SAO capability framework

SAO = Surgeon (gen surgery + orthopaedics) · Anesthesiologist · Obstetrician/Gynaecologist

Five criteria assessed in parallel — from most permissive to most demanding:

Criterion Definition N hospitals % eligible
SAO ≥1 (HC) S, A, O each ≥1 by primary-workplace headcount 1175 36%
SAO ≥1 (SIP) S, A, O each ≥1 by practice permit (all sites) 2680 82%
SO ≥1 (HC) S ≥1, O ≥1 by headcount — anaesthesia gap allowed 1489 45%
SAO ≥2 (SIP) S, A, O each ≥2 by practice permit — full minimum team 1593 49%
SO ≥2 (SIP) S ≥2, O ≥2 by practice permit — anaesthesia gap allowed 1881 57%

Bellwether procedures: C-section · Open fracture fixation · Laparotomy

Study sample — hospitals

Study sample — BPJS claims

Year Claims Wt claims Any BW C-sec Frac Lap
2016 103,259 8,740,371 8,844 6,842 745 1,261
2017 103,058 8,808,812 9,983 7,851 885 1,248
2018 111,693 9,587,176 11,268 8,976 944 1,352
2019 123,835 10,409,536 12,047 9,661 976 1,411
2020 97,945 7,678,694 12,402 10,480 839 1,089
2021 96,950 7,198,189 12,916 10,839 946 1,135
2022 137,099 10,715,926 14,690 11,719 1,449 1,523
2023 170,773 13,894,948 16,330 12,693 1,805 1,844
2024 194,201 16,185,911 17,039 12,696 2,155 2,193
Total 1,138,813 93,219,564 115,519 91,757 10,744 13,056

Claims = inpatient episodes after age/sex/date filters. Wt claims = sum of PSTV15 member weights. 2018 excluded (incomplete).

National SAO capability

(Fig 01)

Only 82% of eligible hospitals have at least one SAO team by practice permit (SAO ≥1 SIP). Full teams (SAO ≥2 SIP) cover 49%.

HC vs SIP gap — why two counts matter

(Fig 02)

SIP > HC reflects multi-site practice — the same specialist holds permits at multiple hospitals. Using SIP alone inflates apparent coverage; HC alone misses specialists active at secondary sites.

SAO capability by island (Fig 03)

Jawa concentrates SAO ≥2 hospitals. Papua, Maluku, and Kalimantan show the highest proportions of non-capable hospitals.

Bellwether procedure rates — national trend (Fig 04)

C-section dominates and grew from ~1,009 to ~1,333 per 100k WRA (2016–2024). Fracture fixation doubled. Laparotomy stagnant — possible ceiling or data artefact.
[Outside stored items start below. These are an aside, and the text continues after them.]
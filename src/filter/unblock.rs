//! Unblock routing
//!
//! Unblocking a tag is either applied immediately or handed back to the
//! caller as a [`DeferredUnblock`]: the caller shows an "Undo" affordance and
//! either commits once the window has passed or cancels. Which path is taken
//! is decided by the configured [`UnblockPolicy`].

use crate::flags::{AuthState, FeatureFlags};
use crate::store::{FeedSettingsStore, StoreError};
use chrono::{DateTime, TimeDelta, Utc};
use serde::{Deserialize, Serialize};
use std::fmt;
use std::sync::Arc;
use tracing::{debug, info};

pub const DEFAULT_UNDO_WINDOW: TimeDelta = TimeDelta::seconds(5);

/// Longest undo window a controller accepts
pub const MAX_UNDO_WINDOW: TimeDelta = TimeDelta::hours(24);

/// When an unblock skips the undo step
#[derive(Debug, Clone, Copy, PartialEq, Eq, Default, Serialize, Deserialize)]
#[serde(rename_all = "kebab-case")]
pub enum UnblockPolicy {
    /// Instant for anonymous users with the personalized feed enabled,
    /// deferred for everyone else
    #[default]
    AnonymousInstant,
    AlwaysDeferred,
    AlwaysInstant,
}

impl UnblockPolicy {
    #[must_use]
    pub const fn is_instant(self, auth: &AuthState, flags: &FeatureFlags) -> bool {
        match self {
            Self::AnonymousInstant => flags.personalized_feed && !auth.is_authenticated(),
            Self::AlwaysDeferred => false,
            Self::AlwaysInstant => true,
        }
    }
}

/// Result of an unblock request
#[derive(Debug)]
pub enum UnblockOutcome {
    /// The store was updated
    Applied,
    /// Nothing happened yet; commit or cancel the contained action
    Deferred(DeferredUnblock),
}

impl UnblockOutcome {
    #[must_use]
    pub const fn is_deferred(&self) -> bool {
        matches!(self, Self::Deferred(_))
    }
}

type UnblockAction = Box<dyn FnOnce() -> Result<(), StoreError> + Send>;

/// Pending unblock of a single tag
///
/// Consumed by [`commit`](Self::commit) or [`cancel`](Self::cancel), so the
/// store is updated at most once. Dropping it is the same as cancelling.
pub struct DeferredUnblock {
    tag: String,
    deadline: DateTime<Utc>,
    action: UnblockAction,
}

impl DeferredUnblock {
    pub(crate) fn new(
        tag: &str,
        store: Arc<dyn FeedSettingsStore>,
        created_at: DateTime<Utc>,
        window: TimeDelta,
    ) -> Self {
        let tags = vec![tag.to_string()];
        Self {
            tag: tag.to_string(),
            deadline: created_at
                .checked_add_signed(window)
                .unwrap_or(DateTime::<Utc>::MAX_UTC),
            action: Box::new(move || store.unblock_tags(&tags)),
        }
    }

    #[must_use]
    pub fn tag(&self) -> &str {
        &self.tag
    }

    /// End of the undo window
    #[must_use]
    pub const fn deadline(&self) -> DateTime<Utc> {
        self.deadline
    }

    #[must_use]
    pub fn is_expired(&self, now: DateTime<Utc>) -> bool {
        now >= self.deadline
    }

    /// Time left in the undo window, zero once expired
    #[must_use]
    pub fn remaining(&self, now: DateTime<Utc>) -> TimeDelta {
        (self.deadline - now).max(TimeDelta::zero())
    }

    /// Apply the unblock
    ///
    /// # Errors
    ///
    /// Returns `StoreError` if the store rejects the mutation.
    pub fn commit(self) -> Result<(), StoreError> {
        info!(tag = %self.tag, "committing deferred unblock");
        (self.action)()
    }

    /// Discard the unblock (user pressed "Undo")
    pub fn cancel(self) {
        debug!(tag = %self.tag, "deferred unblock cancelled");
    }
}

impl fmt::Debug for DeferredUnblock {
    fn fmt(&self, f: &mut fmt::Formatter<'_>) -> fmt::Result {
        f.debug_struct("DeferredUnblock")
            .field("tag", &self.tag)
            .field("deadline", &self.deadline)
            .finish_non_exhaustive()
    }
}
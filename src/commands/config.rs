//! Config command - read and change configuration values

use crate::cli::ConfigCommands;
use crate::config::AppConfig;
use crate::ui::OutputWriter;
use crate::{FeedTagsError, Result};
use std::path::Path;

/// Run a config subcommand against the file at `path`
///
/// # Errors
/// Returns an error for malformed `KEY=VALUE` input, unknown keys, invalid
/// values, or if the configuration cannot be saved
pub fn execute(
    config: &mut AppConfig,
    path: &Path,
    command: &ConfigCommands,
    output: &dyn OutputWriter,
) -> Result<()> {
    match command {
        ConfigCommands::Set { setting } => {
            let (key, value) = setting.split_once('=').ok_or_else(|| {
                FeedTagsError::InvalidInput(format!(
                    "Invalid format: '{setting}'. Use KEY=VALUE (e.g., quiet=true)"
                ))
            })?;
            let key = key.trim();
            let value = value.trim();
            config.set(key, value)?;
            config.save_to(path)?;
            output.success(&format!("Set {key} = {value}"));
        }
        ConfigCommands::Get { key } => {
            output.write(&config.get(key)?);
        }
        ConfigCommands::Path => {
            output.write(&path.display().to_string());
        }
    }
    Ok(())
}
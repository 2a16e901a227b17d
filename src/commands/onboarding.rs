//! Onboarding command - "create my feed" intro

use super::{CommandContext, browse};
use crate::Result;
use crate::onboarding::{CreateMyFeedFlow, FlowEffect, IntroModal};
use crate::ui::render;

const SKIP_LABEL: &str = "Skip";

/// Show the intro modal and continue into the tag filter
///
/// # Errors
/// Returns an error if the prompt fails or the tag filter cannot be shown
pub fn execute(ctx: &CommandContext<'_>) -> Result<()> {
    let flags = &ctx.config.flags;
    let modal = IntroModal::new(flags);
    render::print(ctx.output, &render::intro_lines(&modal));

    let footer = &modal.footer;
    let proceed = if footer.show_skip {
        let choices = [footer.primary_label, SKIP_LABEL];
        ctx.input.prompt_select(&modal.title, &choices, 0)? == Some(0)
    } else {
        ctx.input.prompt_confirm(footer.primary_label, true)? == Some(true)
    };

    let mut flow = CreateMyFeedFlow::new(flags);
    if !proceed {
        flow.close();
        ctx.output.info("Skipped feed setup");
        return Ok(());
    }

    match flow.primary() {
        FlowEffect::OpenFilters => {
            ctx.output.info("Opening the tag filter");
            browse::execute(ctx)
        }
        FlowEffect::None => {
            // Inline filter modal; closing it ends the flow
            browse::execute(ctx)?;
            flow.close();
            Ok(())
        }
    }
}
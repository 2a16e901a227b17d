//! Search command - tag lookup with optional options menu

use super::CommandContext;
use super::tags::settle_unblock;
use crate::Result;
use crate::filter::MenuAction;
use crate::ui::render;

/// Search tags and print the results
///
/// With `menu_tag`, the options menu is opened for that tag and the user is
/// asked whether to apply the offered action.
///
/// # Errors
/// Returns an error if the store cannot be read, a mutation is rejected or
/// the prompt fails
pub fn execute(ctx: &CommandContext<'_>, query: &str, menu_tag: Option<&str>) -> Result<()> {
    let mut controller = ctx.controller()?;
    let provider = ctx.search_provider()?;
    controller.search_with(query, &provider);

    if let Some(tag) = menu_tag {
        controller.on_open_moderation_menu(tag)?;
    }

    let view = controller.view_model()?;
    render::print(ctx.output, &render::filter_lines(&view));

    let Some(action) = controller.menu().available_action() else {
        return Ok(());
    };
    let tag = controller.menu().selected().unwrap_or_default().to_string();
    let prompt = match action {
        MenuAction::Block => format!("Block {tag}?"),
        MenuAction::Unblock => format!("Unblock {tag}?"),
    };

    if ctx.input.prompt_confirm(&prompt, false)? != Some(true) {
        controller.on_close_moderation_menu();
        return Ok(());
    }

    match action {
        MenuAction::Block => {
            if let Some(tag) = controller.menu_block()? {
                ctx.output.success(&format!("Blocked {tag}"));
            }
        }
        MenuAction::Unblock => {
            if let Some(outcome) = controller.menu_unblock()? {
                settle_unblock(ctx, outcome, false)?;
            }
        }
    }
    Ok(())
}

#[cfg(test)]
mod tests {
    use super::*;
    use crate::commands::test_support::context;
    use crate::config::AppConfig;
    use crate::filter::UnblockPolicy;
    use crate::store::{FeedSettingsStore, MemoryStore};
    use crate::ui::mock::{Answer, BufferedWriter, MessageLevel, ScriptedInput};
    use std::sync::Arc;

    #[test]
    fn test_search_prints_matches() {
        let store = Arc::new(MemoryStore::new());
        let config = AppConfig::default();
        let (output, input) = (BufferedWriter::new(), ScriptedInput::default());

        execute(&context(&store, &config, &output, &input), "kube", None).unwrap();

        let text = output.text();
        assert!(text.contains("kubernetes"));
        assert!(!text.contains("docker"));
        assert!(!text.contains("No matching tags."));
    }

    #[test]
    fn test_search_without_matches_shows_empty_state() {
        let store = Arc::new(MemoryStore::new());
        let config = AppConfig::default();
        let (output, input) = (BufferedWriter::new(), ScriptedInput::default());

        execute(&context(&store, &config, &output, &input), "haskell", None).unwrap();
        assert!(output.text().contains("No matching tags."));
    }

    #[test]
    fn test_menu_block_confirmed() {
        let store = Arc::new(MemoryStore::new());
        let config = AppConfig::default();
        let output = BufferedWriter::new();
        let input = ScriptedInput::new(&[Answer::Confirm(true)]);

        execute(&context(&store, &config, &output, &input), "go", Some("go")).unwrap();

        assert!(store.feed_settings().unwrap().is_blocked("go"));
        assert_eq!(input.prompts(), vec!["Block go?"]);
        assert!(output.contains(MessageLevel::Normal, "Options for 'go': [Block]"));
    }

    #[test]
    fn test_menu_declined_changes_nothing() {
        let store = Arc::new(MemoryStore::new());
        let config = AppConfig::default();
        let output = BufferedWriter::new();
        let input = ScriptedInput::new(&[Answer::Confirm(false)]);

        execute(&context(&store, &config, &output, &input), "go", Some("go")).unwrap();
        assert!(store.calls().is_empty());
    }

    #[test]
    fn test_menu_unblock_follows_policy() {
        let store = Arc::new(MemoryStore::new());
        store.block_tags(&["php".to_string()]).unwrap();
        let config = AppConfig {
            unblock_policy: UnblockPolicy::AlwaysDeferred,
            undo_window_secs: 60,
            ..AppConfig::default()
        };
        let output = BufferedWriter::new();
        let input = ScriptedInput::new(&[Answer::Confirm(true), Answer::Confirm(true)]);

        execute(&context(&store, &config, &output, &input), "php", Some("php")).unwrap();

        assert_eq!(input.prompts(), vec!["Unblock php?", "Undo?"]);
        assert!(store.feed_settings().unwrap().is_blocked("php"));
    }
}
//! Terminal UI
//!
//! - **`OutputWriter`** - status messages with severity levels
//! - **`UserInput`** - confirmation and selection prompts
//! - **`render`** - turns view models into lines for an `OutputWriter`
//!
//! ```
//! use feedtags::ui::output::{OutputWriter, StdoutWriter};
//!
//! let output = StdoutWriter::new();
//! output.success("Followed rust");
//! output.warning("Tag already blocked");
//! output.info("Additional info");
//! ```

pub mod input;
pub mod output;
pub mod render;

#[cfg(test)]
pub mod mock;

pub use input::{DialoguerInput, InputError, UserInput};
pub use output::{OutputWriter, StdoutWriter};
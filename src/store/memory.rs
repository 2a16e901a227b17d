//! In-process store
//!
//! Keeps feed settings and preferences behind a `RwLock` and records every
//! mutation call in order, so callers can observe exactly which store entry
//! points were invoked.

use super::{FeedSettings, FeedSettingsStore, PreferenceStore, StoreError, validate_tags};
use crate::preferences::UserPreferences;
use std::sync::{Mutex, RwLock};

/// A recorded mutation call
#[derive(Debug, Clone, PartialEq, Eq)]
pub enum StoreCall {
    Follow(Vec<String>),
    Unfollow(Vec<String>),
    Block(Vec<String>),
    Unblock(Vec<String>),
}

/// Store that lives only for the lifetime of the process
#[derive(Debug, Default)]
pub struct MemoryStore {
    settings: RwLock<FeedSettings>,
    preferences: RwLock<Option<UserPreferences>>,
    calls: Mutex<Vec<StoreCall>>,
}

impl MemoryStore {
    /// Create an empty store
    #[must_use]
    pub fn new() -> Self {
        Self::default()
    }

    /// Create a store seeded with existing settings
    ///
    /// The seed is taken as-is, even if a tag is in both sets.
    #[must_use]
    pub fn with_settings(settings: FeedSettings) -> Self {
        Self {
            settings: RwLock::new(settings),
            ..Self::default()
        }
    }

    /// All mutation calls received so far, oldest first
    #[must_use]
    pub fn calls(&self) -> Vec<StoreCall> {
        self.calls.lock().map(|calls| calls.clone()).unwrap_or_default()
    }

    fn record(&self, call: StoreCall) -> Result<(), StoreError> {
        self.calls.lock().map_err(|_| StoreError::Poisoned)?.push(call);
        Ok(())
    }

    fn update(&self, f: impl FnOnce(&mut FeedSettings)) -> Result<(), StoreError> {
        let mut settings = self.settings.write().map_err(|_| StoreError::Poisoned)?;
        f(&mut settings);
        Ok(())
    }
}

impl FeedSettingsStore for MemoryStore {
    fn feed_settings(&self) -> Result<FeedSettings, StoreError> {
        self.settings
            .read()
            .map(|settings| settings.clone())
            .map_err(|_| StoreError::Poisoned)
    }

    fn follow_tags(&self, tags: &[String]) -> Result<(), StoreError> {
        validate_tags(tags)?;
        self.record(StoreCall::Follow(tags.to_vec()))?;
        self.update(|settings| {
            for tag in tags {
                settings.blocked_tags.remove(tag);
                settings.include_tags.insert(tag.clone());
            }
        })
    }

    fn unfollow_tags(&self, tags: &[String]) -> Result<(), StoreError> {
        self.record(StoreCall::Unfollow(tags.to_vec()))?;
        self.update(|settings| {
            for tag in tags {
                settings.include_tags.remove(tag);
            }
        })
    }

    fn block_tags(&self, tags: &[String]) -> Result<(), StoreError> {
        validate_tags(tags)?;
        self.record(StoreCall::Block(tags.to_vec()))?;
        self.update(|settings| {
            for tag in tags {
                settings.include_tags.remove(tag);
                settings.blocked_tags.insert(tag.clone());
            }
        })
    }

    fn unblock_tags(&self, tags: &[String]) -> Result<(), StoreError> {
        self.record(StoreCall::Unblock(tags.to_vec()))?;
        self.update(|settings| {
            for tag in tags {
                settings.blocked_tags.remove(tag);
            }
        })
    }
}

impl PreferenceStore for MemoryStore {
    fn load_preferences(&self) -> Result<UserPreferences, StoreError> {
        let stored = self.preferences.read().map_err(|_| StoreError::Poisoned)?;
        Ok(stored.clone().unwrap_or_default())
    }

    fn save_preferences(&self, preferences: &UserPreferences) -> Result<(), StoreError> {
        let mut stored = self.preferences.write().map_err(|_| StoreError::Poisoned)?;
        *stored = Some(preferences.clone());
        Ok(())
    }
}

#[cfg(test)]
mod tests {
    use super::*;

    fn tags(names: &[&str]) -> Vec<String> {
        names.iter().map(|s| (*s).to_string()).collect()
    }

    #[test]
    fn test_follow_is_idempotent() {
        let store = MemoryStore::new();
        store.follow_tags(&tags(&["rust"])).unwrap();
        let once = store.feed_settings().unwrap();

        store.follow_tags(&tags(&["rust"])).unwrap();
        let twice = store.feed_settings().unwrap();

        assert_eq!(once, twice);
        assert_eq!(twice.include_tags.len(), 1);
    }

    #[test]
    fn test_block_removes_follow() {
        let store = MemoryStore::new();
        store.follow_tags(&tags(&["rust", "go"])).unwrap();
        store.block_tags(&tags(&["go"])).unwrap();

        let settings = store.feed_settings().unwrap();
        assert!(settings.is_followed("rust"));
        assert!(!settings.is_followed("go"));
        assert!(settings.is_blocked("go"));
    }

    #[test]
    fn test_follow_removes_block() {
        let store = MemoryStore::new();
        store.block_tags(&tags(&["php"])).unwrap();
        store.follow_tags(&tags(&["php"])).unwrap();

        let settings = store.feed_settings().unwrap();
        assert!(settings.is_followed("php"));
        assert!(!settings.is_blocked("php"));
    }

    #[test]
    fn test_unfollow_and_unblock_missing_tags() {
        let store = MemoryStore::new();
        store.unfollow_tags(&tags(&["nope"])).unwrap();
        store.unblock_tags(&tags(&["nope"])).unwrap();

        assert_eq!(store.feed_settings().unwrap(), FeedSettings::default());
    }

    #[test]
    fn test_calls_are_recorded_in_order() {
        let store = MemoryStore::new();
        store.follow_tags(&tags(&["a"])).unwrap();
        store.block_tags(&tags(&["b"])).unwrap();
        store.unblock_tags(&tags(&["b"])).unwrap();

        assert_eq!(
            store.calls(),
            vec![
                StoreCall::Follow(tags(&["a"])),
                StoreCall::Block(tags(&["b"])),
                StoreCall::Unblock(tags(&["b"])),
            ]
        );
    }

    #[test]
    fn test_invalid_tag_is_not_recorded() {
        let store = MemoryStore::new();
        assert!(store.follow_tags(&tags(&[""])).is_err());
        assert!(store.calls().is_empty());
    }

    #[test]
    fn test_preferences_default_until_saved() {
        let store = MemoryStore::new();
        assert_eq!(store.load_preferences().unwrap(), UserPreferences::default());

        let prefs = UserPreferences {
            insane_mode: true,
            ..UserPreferences::default()
        };
        store.save_preferences(&prefs).unwrap();
        assert_eq!(store.load_preferences().unwrap(), prefs);
    }
}
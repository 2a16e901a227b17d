//! Filter controller errors

use thiserror::Error;

/// Errors raised by the tag filter controller
#[derive(Debug, Error)]
pub enum FilterError {
    /// Controller could not be constructed
    #[error("Failed to build tag filter: {0}")]
    BuildError(String),
}

#[cfg(test)]
#[path = "error_tests.rs"]
mod error_tests;
//! Unit tests for search error types

#[cfg(test)]
mod tests {
    use crate::search::error::SearchError;
    use std::error::Error;

    #[test]
    fn test_empty_query_error() {
        let error = SearchError::EmptyQuery;
        assert_eq!(error.to_string(), "Search query is empty");
    }

    #[test]
    fn test_provider_error() {
        let error = SearchError::ProviderError("timeout".to_string());
        assert_eq!(error.to_string(), "Search provider failed: timeout");
    }

    #[test]
    fn test_error_debug() {
        let error = SearchError::ProviderError("boom".to_string());
        let debug = format!("{error:?}");
        assert!(debug.contains("ProviderError"));
        assert!(debug.contains("boom"));
    }

    #[test]
    fn test_error_source() {
        assert!(SearchError::EmptyQuery.source().is_none());
    }
}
BW rates by hospital type (Fig 05)

Type C (mid-tier general) hospitals carry the largest share of national BW volume — consistent with JKN referral design where most insured patients access district-level hospitals.

Province-level BW rates (Fig 06)

SAO tier × hospital class (Fig 09)

Tiers are SIP-based (practice permit). Class C hospitals make up the largest volume; class A hospitals are the most likely to be SAO ≥2.

Hospital capability by class × criterion (Fig 10)

All five criteria shown simultaneously. Class A/B are consistently more capable; gap between HC and SIP rates is widest in class C/D.

Does workforce capability predict surgical output? (Fig 08)

District-level SAO capability (% hospitals meeting each criterion) vs pooled 2022–2024 crude BW rates.

Positive association across all five criteria, strongest for C-section. SAO ≥2 (SIP) shows the clearest signal.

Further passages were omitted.